→ **Work request**
Please return every line from the entries that has the string "pipeline" in it.

→ **Input**

════

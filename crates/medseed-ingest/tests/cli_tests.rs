//! End-to-end tests for the medseed binary
//!
//! These tests validate the process-level contract:
//! - Exit codes for configuration, input and database failures
//! - Dry run mode
//! - Env file loading

use assert_cmd::Command;
use predicates::prelude::*;
use std::fs;
use std::path::Path;
use tempfile::TempDir;

const SAMPLE_CSV: &str = "\
name,price,manufacturer_name,type,pack_size_label,short_composition1,short_composition2,medicine_desc,side_effects,Is_discontinued
Augmentin 625 Duo Tablet,223.42,Glaxo SmithKline Pharmaceuticals Ltd,allopathy,strip of 10 tablets,Amoxycillin  (500mg),Clavulanic Acid (125mg),Antibiotic.,\"Vomiting, Nausea, Diarrhea\",FALSE
Azithral 500 Tablet,132.36,Alembic Pharmaceuticals Ltd,allopathy,strip of 5 tablets,Azithromycin (500mg),,Macrolide antibiotic.,\"Vomiting, Abdominal pain\",FALSE
,10,Unknown,allopathy,,,,,,FALSE
";

/// Command isolated from the developer's environment and env files
fn medseed(workdir: &Path) -> Command {
    let mut cmd = Command::cargo_bin("medseed").unwrap();
    cmd.current_dir(workdir)
        .env("MEDSEED_ENV_FILE", workdir.join("no-such.env"))
        .env_remove("MONGODB_URI")
        .env_remove("MEDSEED_DATABASE")
        .env_remove("MEDSEED_COLLECTION")
        .env_remove("MEDSEED_CSV_PATH")
        .env_remove("MEDSEED_BATCH_SIZE")
        .env_remove("MEDSEED_LIMIT")
        .env_remove("MEDSEED_TLS_ALLOW_INVALID_CERTIFICATES")
        .env_remove("LOG_LEVEL")
        .env_remove("LOG_OUTPUT")
        .env_remove("LOG_FORMAT")
        .env_remove("LOG_FILTER")
        .env_remove("RUST_LOG");
    cmd
}

fn workdir_with_csv() -> TempDir {
    let dir = TempDir::new().unwrap();
    fs::write(dir.path().join("updated_indian_medicine_data.csv"), SAMPLE_CSV).unwrap();
    dir
}

// ============================================================================
// Configuration
// ============================================================================

#[test]
fn test_help() {
    let dir = TempDir::new().unwrap();
    medseed(dir.path())
        .arg("--help")
        .assert()
        .success()
        .stdout(predicate::str::contains("--mongodb-uri"))
        .stdout(predicate::str::contains("--dry-run"));
}

#[test]
fn test_missing_uri_exits_1() {
    let dir = workdir_with_csv();
    medseed(dir.path())
        .arg("--no-progress")
        .assert()
        .code(1)
        .stderr(predicate::str::contains("MONGODB_URI is not set"));
}

#[test]
fn test_zero_batch_size_exits_1() {
    let dir = workdir_with_csv();
    medseed(dir.path())
        .args(["--dry-run", "--batch-size", "0"])
        .assert()
        .code(1)
        .stderr(predicate::str::contains("--batch-size"));
}

#[test]
fn test_invalid_batch_size_env_exits_1() {
    let dir = workdir_with_csv();
    medseed(dir.path())
        .env("MONGODB_URI", "mongodb://127.0.0.1:1")
        .env("MEDSEED_BATCH_SIZE", "abc")
        .assert()
        .code(1)
        .stderr(predicate::str::contains("--batch-size"));
}

#[test]
fn test_invalid_limit_flag_exits_1() {
    let dir = workdir_with_csv();
    medseed(dir.path())
        .args(["--dry-run", "--limit", "many"])
        .assert()
        .code(1);
}

#[test]
fn test_unknown_flag_exits_1() {
    let dir = workdir_with_csv();
    medseed(dir.path())
        .args(["--dry-run", "--frobnicate"])
        .assert()
        .code(1);
}

// ============================================================================
// Input
// ============================================================================

#[test]
fn test_missing_csv_exits_2() {
    let dir = TempDir::new().unwrap();
    medseed(dir.path())
        .env("MONGODB_URI", "mongodb://127.0.0.1:1")
        .assert()
        .code(2)
        .stderr(predicate::str::contains("Input file not found"));
}

#[test]
fn test_custom_csv_path() {
    let dir = TempDir::new().unwrap();
    fs::create_dir(dir.path().join("data")).unwrap();
    fs::write(dir.path().join("data/meds.csv"), SAMPLE_CSV).unwrap();

    medseed(dir.path())
        .args(["--dry-run", "--csv", "data/meds.csv"])
        .assert()
        .success();
}

// ============================================================================
// Dry run
// ============================================================================

#[test]
fn test_dry_run_without_uri_succeeds() {
    let dir = workdir_with_csv();
    medseed(dir.path())
        .arg("--dry-run")
        .assert()
        .success()
        .stdout(predicate::str::contains("Dry run complete"));
}

#[test]
fn test_no_valid_records_exits_0() {
    let dir = TempDir::new().unwrap();
    fs::write(
        dir.path().join("updated_indian_medicine_data.csv"),
        "name,price\n,10\nNA,12\n",
    )
    .unwrap();

    // The unreachable URI proves no connection is attempted.
    medseed(dir.path())
        .env("MONGODB_URI", "mongodb://127.0.0.1:1/?serverSelectionTimeoutMS=200")
        .assert()
        .success()
        .stdout(predicate::str::contains("No valid medicine records found"));
}

// ============================================================================
// Database
// ============================================================================

#[test]
fn test_unreachable_database_exits_3() {
    let dir = workdir_with_csv();
    medseed(dir.path())
        .env("MONGODB_URI", "mongodb://127.0.0.1:1/?serverSelectionTimeoutMS=200")
        .arg("--no-progress")
        .assert()
        .code(3)
        .stderr(predicate::str::contains("Database error during connect"));
}

// ============================================================================
// Env files
// ============================================================================

#[test]
fn test_env_file_supplies_uri() {
    let dir = workdir_with_csv();
    fs::create_dir(dir.path().join("server")).unwrap();
    fs::write(
        dir.path().join("server/.env"),
        "MONGODB_URI=mongodb://127.0.0.1:1/?serverSelectionTimeoutMS=200\n",
    )
    .unwrap();

    // Loaded from the default location, so the run gets past config validation.
    medseed(dir.path())
        .env_remove("MEDSEED_ENV_FILE")
        .arg("--no-progress")
        .assert()
        .code(3);
}
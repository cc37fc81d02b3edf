//! Configuration for a seeding run
//!
//! Flags are parsed once by [`SeedArgs`] (each flag can also come from the
//! environment) and validated into a [`SeedConfig`] that is passed down to
//! the pipeline. Env files are loaded before argument parsing so their values
//! are visible to clap.

use clap::error::ErrorKind;
use clap::Parser;
use medseed_common::{ExitStatus, Result, SeedError};
use std::fmt;
use std::path::PathBuf;

// ============================================================================
// Defaults
// ============================================================================

pub const DEFAULT_CSV_PATH: &str = "updated_indian_medicine_data.csv";
pub const DEFAULT_DATABASE: &str = "healthcare";
pub const DEFAULT_COLLECTION: &str = "medicines";
pub const DEFAULT_BATCH_SIZE: usize = 1000;

/// Env file consulted before `.env`, relative to the working directory.
pub const DEFAULT_ENV_FILE: &str = "server/.env";

/// Overrides [`DEFAULT_ENV_FILE`].
pub const ENV_FILE_VAR: &str = "MEDSEED_ENV_FILE";

/// Seed the medicines collection from a CSV export
#[derive(Parser, Debug, Clone)]
#[command(name = "medseed")]
#[command(author, version, about = "Seed the medicines collection from a CSV export")]
pub struct SeedArgs {
    /// MongoDB connection string
    #[arg(long, env = "MONGODB_URI", hide_env_values = true)]
    pub mongodb_uri: Option<String>,

    /// Target database
    #[arg(long, env = "MEDSEED_DATABASE", default_value = DEFAULT_DATABASE)]
    pub database: String,

    /// Target collection (replaced on every run)
    #[arg(long, env = "MEDSEED_COLLECTION", default_value = DEFAULT_COLLECTION)]
    pub collection: String,

    /// CSV file to load
    #[arg(long = "csv", env = "MEDSEED_CSV_PATH", default_value = DEFAULT_CSV_PATH)]
    pub csv_path: PathBuf,

    /// Documents per insert call
    #[arg(long, env = "MEDSEED_BATCH_SIZE", default_value_t = DEFAULT_BATCH_SIZE)]
    pub batch_size: usize,

    /// Stop after this many data rows
    #[arg(long, env = "MEDSEED_LIMIT")]
    pub limit: Option<usize>,

    /// Read and transform the CSV without touching the database
    #[arg(long)]
    pub dry_run: bool,

    /// Skip TLS certificate validation (local development only)
    #[arg(long, env = "MEDSEED_TLS_ALLOW_INVALID_CERTIFICATES")]
    pub tls_allow_invalid_certificates: bool,

    /// Disable the insert progress bar
    #[arg(long)]
    pub no_progress: bool,

    /// Verbose output
    #[arg(short, long)]
    pub verbose: bool,
}

/// Exit status for an argument parsing failure.
///
/// `--help` and `--version` succeed. Any other rejected flag or env value is a
/// configuration error, never clap's own usage status.
pub fn cli_exit_status(err: &clap::Error) -> ExitStatus {
    match err.kind() {
        ErrorKind::DisplayHelp
        | ErrorKind::DisplayVersion
        | ErrorKind::DisplayHelpOnMissingArgumentOrSubcommand => ExitStatus::Success,
        _ => ExitStatus::ConfigError,
    }
}

/// Connection settings for the target collection
#[derive(Clone, PartialEq, Eq)]
pub struct MongoSettings {
    pub uri: String,
    pub database: String,
    pub collection: String,
    pub tls_allow_invalid_certificates: bool,
}

// The URI usually embeds credentials.
impl fmt::Debug for MongoSettings {
    fn fmt(&self, f: &mut fmt::Formatter<'_>) -> fmt::Result {
        f.debug_struct("MongoSettings")
            .field("uri", &"<redacted>")
            .field("database", &self.database)
            .field("collection", &self.collection)
            .field(
                "tls_allow_invalid_certificates",
                &self.tls_allow_invalid_certificates,
            )
            .finish()
    }
}

/// Validated configuration for one run
#[derive(Debug, Clone)]
pub struct SeedConfig {
    /// `None` only for dry runs started without a connection string
    pub mongo: Option<MongoSettings>,
    pub csv_path: PathBuf,
    pub batch_size: usize,
    pub limit: Option<usize>,
    pub dry_run: bool,
    pub show_progress: bool,
}

impl SeedConfig {
    /// Validate parsed arguments.
    ///
    /// A missing or blank connection string is a configuration error unless
    /// this is a dry run.
    pub fn from_args(args: &SeedArgs) -> Result<Self> {
        let uri = args
            .mongodb_uri
            .as_deref()
            .map(str::trim)
            .filter(|uri| !uri.is_empty());

        let mongo = match uri {
            Some(uri) => Some(MongoSettings {
                uri: uri.to_string(),
                database: non_blank(&args.database, "--database")?,
                collection: non_blank(&args.collection, "--collection")?,
                tls_allow_invalid_certificates: args.tls_allow_invalid_certificates,
            }),
            None if args.dry_run => None,
            None => {
                return Err(SeedError::config(format!(
                    "MONGODB_URI is not set; export it or define it in {}",
                    DEFAULT_ENV_FILE
                )))
            },
        };

        if args.batch_size == 0 {
            return Err(SeedError::config("--batch-size must be at least 1"));
        }

        Ok(Self {
            mongo,
            csv_path: args.csv_path.clone(),
            batch_size: args.batch_size,
            limit: args.limit,
            dry_run: args.dry_run,
            show_progress: !args.no_progress,
        })
    }
}

fn non_blank(value: &str, flag: &str) -> Result<String> {
    let value = value.trim();
    if value.is_empty() {
        return Err(SeedError::config(format!("{} must not be empty", flag)));
    }
    Ok(value.to_string())
}

/// Outcome of [`load_env_files`], reported once logging is up.
#[derive(Debug, Default)]
pub struct EnvFileReport {
    pub loaded: Vec<PathBuf>,
    pub failed: Vec<(PathBuf, String)>,
}

/// Load `$MEDSEED_ENV_FILE` (default `server/.env`), then `.env`.
///
/// Missing files are skipped. Variables already set in the process
/// environment are never overwritten.
pub fn load_env_files() -> EnvFileReport {
    let primary = std::env::var(ENV_FILE_VAR)
        .map(PathBuf::from)
        .unwrap_or_else(|_| PathBuf::from(DEFAULT_ENV_FILE));

    let mut report = EnvFileReport::default();
    for path in [primary, PathBuf::from(".env")] {
        match dotenvy::from_path(&path) {
            Ok(()) => report.loaded.push(path),
            Err(e) if e.not_found() => {},
            Err(e) => report.failed.push((path, e.to_string())),
        }
    }
    report
}
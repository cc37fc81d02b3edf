//! Medseed Common Library
#![deny(clippy::unwrap_used, clippy::expect_used)]
//!
//! Shared error handling and logging for the medseed workspace.
//!
//! # Overview
//!
//! - **Error Handling**: [`SeedError`] and the process exit-code taxonomy
//! - **Logging**: [`logging::LogConfig`] and [`logging::init_logging`]
//!
//! # Example
//!
//! ```no_run
//! use medseed_common::{Result, SeedError};
//!
//! fn require_uri(uri: Option<String>) -> Result<String> {
//!     uri.ok_or_else(|| SeedError::config("MONGODB_URI is not set"))
//! }
//! ```

pub mod error;
pub mod logging;

// Re-export commonly used types
pub use error::{ExitStatus, Result, SeedError};
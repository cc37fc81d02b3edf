//! Index definitions for the medicines collection.

use bson::{Bson, Document};

/// Name MongoDB gives the default text index on the three search fields.
pub const TEXT_INDEX_NAME: &str = "name_text_description_text_composition_text";

/// Key type of one indexed field
#[derive(Debug, Clone, Copy, PartialEq, Eq)]
pub enum IndexKind {
    Text,
    Ascending,
}

impl IndexKind {
    fn key_value(self) -> Bson {
        match self {
            IndexKind::Text => Bson::String("text".to_string()),
            IndexKind::Ascending => Bson::Int32(1),
        }
    }
}

#[derive(Debug, Clone, PartialEq, Eq)]
pub struct IndexSpec {
    pub name: String,
    pub keys: Vec<(String, IndexKind)>,
}

impl IndexSpec {
    pub fn new(name: impl Into<String>) -> Self {
        Self {
            name: name.into(),
            keys: Vec::new(),
        }
    }

    pub fn key(mut self, field: impl Into<String>, kind: IndexKind) -> Self {
        self.keys.push((field.into(), kind));
        self
    }

    /// Key document in field order
    pub fn keys_document(&self) -> Document {
        self.keys
            .iter()
            .map(|(field, kind)| (field.clone(), kind.key_value()))
            .collect()
    }
}

/// Indexes the application queries rely on.
///
/// The text index backs full-text search over name, description and
/// composition. `name_1` backs exact name lookups.
pub fn medicine_indexes() -> Vec<IndexSpec> {
    vec![
        IndexSpec::new(TEXT_INDEX_NAME)
            .key("name", IndexKind::Text)
            .key("description", IndexKind::Text)
            .key("composition", IndexKind::Text),
        IndexSpec::new("name_1").key("name", IndexKind::Ascending),
    ]
}
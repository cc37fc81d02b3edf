//! Medseed Ingest Library
#![deny(clippy::unwrap_used, clippy::expect_used)]
//!
//! One-shot loader that replaces the medicines collection with the contents
//! of a CSV export.
//!
//! # Overview
//!
//! - **Source**: Read the CSV into header-keyed records ([`source`])
//! - **Transform**: Normalize records into [`MedicineDocument`]s ([`transform`])
//! - **Store**: Collection access behind the [`MedicineStore`] trait ([`store`])
//! - **Load**: Clear, insert in batches, create indexes ([`loader`])
//! - **Pipeline**: Orchestrates a full run ([`pipeline::run`])

pub mod config;
pub mod loader;
pub mod models;
pub mod pipeline;
pub mod progress;
pub mod source;
pub mod store;
pub mod transform;

// Re-export commonly used types
pub use config::{SeedArgs, SeedConfig};
pub use medseed_common::{ExitStatus, Result, SeedError};
pub use models::MedicineDocument;
pub use pipeline::{run, RunSummary};
pub use store::MedicineStore;
//! Error types for medseed

use std::path::PathBuf;
use thiserror::Error;

/// Result type alias for medseed operations
pub type Result<T> = std::result::Result<T, SeedError>;

/// Process exit status reported by the `medseed` binary.
#[derive(Debug, Clone, Copy, PartialEq, Eq)]
#[repr(u8)]
pub enum ExitStatus {
    Success = 0,
    ConfigError = 1,
    InputError = 2,
    DatabaseError = 3,
}

impl ExitStatus {
    pub fn code(self) -> u8 {
        self as u8
    }
}

/// Main error type for medseed
#[derive(Error, Debug)]
pub enum SeedError {
    #[error("Configuration error: {0}")]
    Config(String),

    #[error("Input file not found: {}", .0.display())]
    InputNotFound(PathBuf),

    #[error("Failed to read input {}: {reason}", path.display())]
    InputRead { path: PathBuf, reason: String },

    #[error("Database error during {stage}: {reason}")]
    Database { stage: &'static str, reason: String },

    #[error("Logging setup failed: {0}")]
    Logging(String),
}

impl SeedError {
    /// Create a configuration error
    pub fn config(msg: impl Into<String>) -> Self {
        Self::Config(msg.into())
    }

    /// Create an input read error for `path`
    pub fn input_read(path: impl Into<PathBuf>, reason: impl ToString) -> Self {
        Self::InputRead {
            path: path.into(),
            reason: reason.to_string(),
        }
    }

    /// Create a database error tagged with the pipeline stage that failed
    pub fn database(stage: &'static str, reason: impl ToString) -> Self {
        Self::Database {
            stage,
            reason: reason.to_string(),
        }
    }

    /// Exit status the binary should terminate with for this error
    pub fn exit_status(&self) -> ExitStatus {
        match self {
            SeedError::Config(_) | SeedError::Logging(_) => ExitStatus::ConfigError,
            SeedError::InputNotFound(_) | SeedError::InputRead { .. } => ExitStatus::InputError,
            SeedError::Database { .. } => ExitStatus::DatabaseError,
        }
    }
}

#[cfg(test)]
mod tests {
    use super::*;

    #[test]
    fn test_exit_status_taxonomy() {
        assert_eq!(SeedError::config("missing").exit_status().code(), 1);
        assert_eq!(
            SeedError::InputNotFound(PathBuf::from("x.csv")).exit_status().code(),
            2
        );
        assert_eq!(
            SeedError::input_read("x.csv", "bad header").exit_status().code(),
            2
        );
        assert_eq!(SeedError::database("insert", "boom").exit_status().code(), 3);
        assert_eq!(ExitStatus::Success.code(), 0);
    }

    #[test]
    fn test_error_messages() {
        let err = SeedError::InputNotFound(PathBuf::from("data/meds.csv"));
        assert_eq!(err.to_string(), "Input file not found: data/meds.csv");

        let err = SeedError::database("clear", "connection reset");
        assert_eq!(
            err.to_string(),
            "Database error during clear: connection reset"
        );
    }
}
//! Seeding pipeline
//!
//! Runs the stages of one seeding run in order:
//!
//! 1. Read the CSV file
//! 2. Transform rows into documents
//! 3. Connect to MongoDB (skipped for dry runs and empty input)
//! 4. Replace the collection contents and create indexes
//!
//! The input is read completely before connecting, so a missing or
//! unreadable file never touches the database.

use chrono::Utc;
use medseed_common::{Result, SeedError};
use std::time::Instant;
use tracing::{info, instrument, warn};

use crate::config::SeedConfig;
use crate::loader::{LoadReport, LoaderConfig, ReplaceAllLoader};
use crate::source::read_csv_file;
use crate::store::{MedicineStore, MongoMedicineStore};
use crate::transform::{MedicineTransformer, TransformOutcome};

/// Rejections logged individually before summarizing
const REJECTION_SAMPLE: usize = 5;

/// Summary of a finished run
#[derive(Debug, Default)]
pub struct RunSummary {
    pub rows_read: usize,
    pub accepted: usize,
    pub rejected: usize,
    pub dry_run: bool,
    /// `None` when the database was not touched
    pub load: Option<LoadReport>,
}

/// Execute a full seeding run.
pub async fn run(config: &SeedConfig) -> Result<RunSummary> {
    let start = Instant::now();
    let outcome = prepare(config)?;

    let mut summary = RunSummary {
        rows_read: outcome.total(),
        accepted: outcome.accepted.len(),
        rejected: outcome.rejected.len(),
        dry_run: config.dry_run,
        load: None,
    };

    if config.dry_run {
        info!(
            accepted = summary.accepted,
            rejected = summary.rejected,
            "Dry run complete, database not modified"
        );
        return Ok(summary);
    }

    if outcome.accepted.is_empty() {
        warn!("No valid medicine records found, database not modified");
        return Ok(summary);
    }

    let settings = config
        .mongo
        .as_ref()
        .ok_or_else(|| SeedError::config("MONGODB_URI is not set"))?;
    let store = MongoMedicineStore::connect(settings).await?;

    summary.load = Some(load_and_close(&store, config, &outcome).await?);

    info!(
        inserted = summary.accepted,
        skipped = summary.rejected,
        duration_ms = start.elapsed().as_millis() as u64,
        "Successfully seeded medicines"
    );
    Ok(summary)
}

/// Read and transform the input file.
#[instrument(skip_all, fields(csv = %config.csv_path.display()))]
pub fn prepare(config: &SeedConfig) -> Result<TransformOutcome> {
    let rows = read_csv_file(&config.csv_path, config.limit)?;
    info!(rows = rows.len(), columns = rows.headers.len(), "Read CSV");

    let transformer = MedicineTransformer::new(Utc::now());
    let outcome = transformer.transform_all(&rows.rows);
    log_rejections(&outcome);

    info!(
        accepted = outcome.accepted.len(),
        rejected = outcome.rejected.len(),
        "Transformed records"
    );
    Ok(outcome)
}

/// Load prepared documents through `store`, then close it whatever the outcome.
pub async fn load_and_close(
    store: &dyn MedicineStore,
    config: &SeedConfig,
    outcome: &TransformOutcome,
) -> Result<LoadReport> {
    let result = load_into(store, config, outcome).await;
    store.close().await;
    result
}

/// Load prepared documents through `store`. Does not close the store.
#[instrument(skip_all, fields(documents = outcome.accepted.len()))]
pub async fn load_into(
    store: &dyn MedicineStore,
    config: &SeedConfig,
    outcome: &TransformOutcome,
) -> Result<LoadReport> {
    let loader = ReplaceAllLoader::new(
        store,
        LoaderConfig {
            batch_size: config.batch_size,
            show_progress: config.show_progress,
        },
    );
    loader.load(&outcome.accepted).await
}

fn log_rejections(outcome: &TransformOutcome) {
    if outcome.rejected.is_empty() {
        return;
    }

    for rejection in outcome.rejected.iter().take(REJECTION_SAMPLE) {
        warn!(line = rejection.line, reason = %rejection.reason, "Skipped record");
    }
    if outcome.rejected.len() > REJECTION_SAMPLE {
        info!(
            hidden = outcome.rejected.len() - REJECTION_SAMPLE,
            "Further skipped records are logged at debug level"
        );
    }

    info!(
        skipped = outcome.rejected.len(),
        missing_name = outcome.missing_names(),
        malformed = outcome.malformed_rows(),
        "Skipped records by reason"
    );
}

#[cfg(test)]
#[allow(clippy::unwrap_used, clippy::expect_used)]
mod tests {
    use super::*;
    use crate::models::MedicineDocument;
    use crate::store::IndexSpec;
    use async_trait::async_trait;
    use std::io::Write;
    use std::path::PathBuf;
    use std::sync::Arc;
    use tokio::sync::Mutex;

    #[derive(Default)]
    struct RecordingStore {
        names: Arc<Mutex<Vec<String>>>,
        cleared: Arc<Mutex<bool>>,
        events: Arc<Mutex<Vec<&'static str>>>,
        fail_inserts: bool,
    }

    #[async_trait]
    impl MedicineStore for RecordingStore {
        async fn clear_all(&self) -> Result<u64> {
            *self.cleared.lock().await = true;
            self.events.lock().await.push("clear");
            Ok(0)
        }

        async fn insert_batch(&self, documents: &[MedicineDocument]) -> Result<usize> {
            self.events.lock().await.push("insert");
            if self.fail_inserts {
                return Err(SeedError::database("insert", "write concern timeout"));
            }
            self.names
                .lock()
                .await
                .extend(documents.iter().map(|d| d.name.clone()));
            Ok(documents.len())
        }

        async fn ensure_indexes(&self, indexes: &[IndexSpec]) -> Result<Vec<String>> {
            self.events.lock().await.push("index");
            Ok(indexes.iter().map(|i| i.name.clone()).collect())
        }

        async fn close(&self) {
            self.events.lock().await.push("close");
        }
    }

    fn config(csv_path: PathBuf) -> SeedConfig {
        SeedConfig {
            mongo: None,
            csv_path,
            batch_size: 2,
            limit: None,
            dry_run: true,
            show_progress: false,
        }
    }

    fn write_csv(contents: &str) -> tempfile::NamedTempFile {
        let mut file = tempfile::NamedTempFile::new().unwrap();
        file.write_all(contents.as_bytes()).unwrap();
        file
    }

    #[test]
    fn test_prepare_transforms_file() {
        let file = write_csv(
            "name,price,side_effects\n\
             Crocin Advance,20,\"Nausea, Rash\"\n\
             ,15,\n\
             Combiflam,42.1,\n",
        );

        let outcome = prepare(&config(file.path().to_path_buf())).unwrap();

        assert_eq!(outcome.accepted.len(), 2);
        assert_eq!(outcome.rejected.len(), 1);
        assert_eq!(outcome.accepted[0].side_effects, vec!["Nausea", "Rash"]);
        assert_eq!(outcome.accepted[1].price, 42.1);
    }

    #[test]
    fn test_prepare_respects_limit() {
        let file = write_csv("name\nA\nB\nC\n");
        let mut config = config(file.path().to_path_buf());
        config.limit = Some(2);

        assert_eq!(prepare(&config).unwrap().total(), 2);
    }

    #[test]
    fn test_prepare_missing_file_is_input_error() {
        let dir = tempfile::tempdir().unwrap();
        let err = prepare(&config(dir.path().join("missing.csv"))).unwrap_err();

        assert_eq!(err.exit_status().code(), 2);
    }

    #[tokio::test]
    async fn test_dry_run_reports_counts() {
        let file = write_csv("name\nPan 40\nDolo 650\n");

        let summary = run(&config(file.path().to_path_buf())).await.unwrap();

        assert!(summary.dry_run);
        assert_eq!(summary.rows_read, 2);
        assert_eq!(summary.accepted, 2);
        assert!(summary.load.is_none());
    }

    #[tokio::test]
    async fn test_no_valid_records_skips_database() {
        let file = write_csv("name,price\n,10\nNA,20\n");
        let mut config = config(file.path().to_path_buf());
        config.dry_run = false;

        // No connection settings: reaching the connect stage would fail.
        let summary = run(&config).await.unwrap();

        assert_eq!(summary.accepted, 0);
        assert_eq!(summary.rejected, 2);
        assert!(summary.load.is_none());
    }

    #[tokio::test]
    async fn test_load_into_store() {
        let file = write_csv("name\nA\nB\nC\n");
        let config = config(file.path().to_path_buf());
        let outcome = prepare(&config).unwrap();
        let store = RecordingStore::default();

        let report = load_into(&store, &config, &outcome).await.unwrap();

        assert!(*store.cleared.lock().await);
        assert_eq!(report.batches, 2);
        assert_eq!(*store.names.lock().await, vec!["A", "B", "C"]);
    }

    #[tokio::test]
    async fn test_store_closed_after_successful_load() {
        let file = write_csv("name\nA\nB\nC\n");
        let config = config(file.path().to_path_buf());
        let outcome = prepare(&config).unwrap();
        let store = RecordingStore::default();

        load_and_close(&store, &config, &outcome).await.unwrap();

        assert_eq!(
            *store.events.lock().await,
            vec!["clear", "insert", "insert", "index", "close"]
        );
    }

    #[tokio::test]
    async fn test_store_closed_after_failed_insert() {
        let file = write_csv("name\nA\nB\nC\n");
        let config = config(file.path().to_path_buf());
        let outcome = prepare(&config).unwrap();
        let store = RecordingStore {
            fail_inserts: true,
            ..RecordingStore::default()
        };

        let err = load_and_close(&store, &config, &outcome).await.unwrap_err();

        assert_eq!(err.exit_status().code(), 3);
        assert_eq!(*store.events.lock().await, vec!["clear", "insert", "close"]);
        assert!(store.names.lock().await.is_empty());
    }
}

════

→ **Finished task**
//! the pipeline. Env files are loaded before argument parsing so their values
//! - **Pipeline**: Orchestrates a full run ([`pipeline::run`])
pub mod pipeline;
pub use pipeline::{run, RunSummary};
    /// Create a database error tagged with the pipeline stage that failed
//! Seeding pipeline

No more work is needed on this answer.